BRIEF: Each line from the start of the listing below through the line containing "it is on disk" should be reproduced exactly, with no others.

--------------------------------

use crate::cli::parser::Commands;
use crate::config::Config;
use crate::db::migrate::{is_up_to_date, run_pending_migrations};
use crate::db::pool::DbPool;
use crate::db::stats;
use crate::errors::AppResult;
use crate::utils::colors::{CYAN, GREEN, RED, RESET, YELLOW};

pub fn handle(cmd: &Commands, cfg: &Config) -> AppResult<()> {
    if let Commands::Db {
        migrate,
        check,
        vacuum,
        info,
    } = cmd
    {
        // Plain open: --check must see the schema as it is on disk
        let pool = DbPool::open(&cfg.database, cfg.busy_timeout())?;

        //
        // 1) MIGRATE
        //
        if *migrate {
            println!("{}▶ Running migrations…{}", CYAN, RESET);
            run_pending_migrations(&pool.conn)?;
            println!("{}✔ Migration completed.{}\n", GREEN, RESET);
        }

        //
        // 2) INFO
        //
        if *info {
            stats::print_db_info(&pool, &cfg.database)?;
        }

        //
        // 3) CHECK
        //
        if *check {
            println!("{}▶ Running integrity check…{}", CYAN, RESET);

            let integrity: String = pool
                .conn
                .query_row("PRAGMA integrity_check;", [], |row| row.get(0))?;

            if integrity == "ok" {
                println!("{}✔ Integrity check passed.{}", GREEN, RESET);
            } else {
                println!("{}✘ Integrity check failed:{} {}", RED, RESET, integrity);
            }

            if is_up_to_date(&pool.conn)? {
                println!("{}✔ Schema is up to date.{}\n", GREEN, RESET);
            } else {
                println!(
                    "{}⚠ Schema is outdated:{} run `rstreaks db --migrate`\n",
                    YELLOW, RESET
                );
            }
        }

        //
        // 4) VACUUM
        //
        if *vacuum {
            println!("{}▶ Running VACUUM…{}", CYAN, RESET);
            pool.conn.execute_batch("VACUUM;")?;
            println!("{}✔ Vacuum completed.{}\n", GREEN, RESET);
        }
    }

    Ok(())
}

--------------------------------

REPLY:
use crate::cli::parser::Commands;
use crate::config::Config;
use crate::db::migrate::{is_up_to_date, run_pending_migrations};
use crate::db::pool::DbPool;
use crate::db::stats;
use crate::errors::AppResult;
use crate::utils::colors::{CYAN, GREEN, RED, RESET, YELLOW};

pub fn handle(cmd: &Commands, cfg: &Config) -> AppResult<()> {
    if let Commands::Db {
        migrate,
        check,
        vacuum,
        info,
    } = cmd
    {
        // Plain open: --check must see the schema as it is on disk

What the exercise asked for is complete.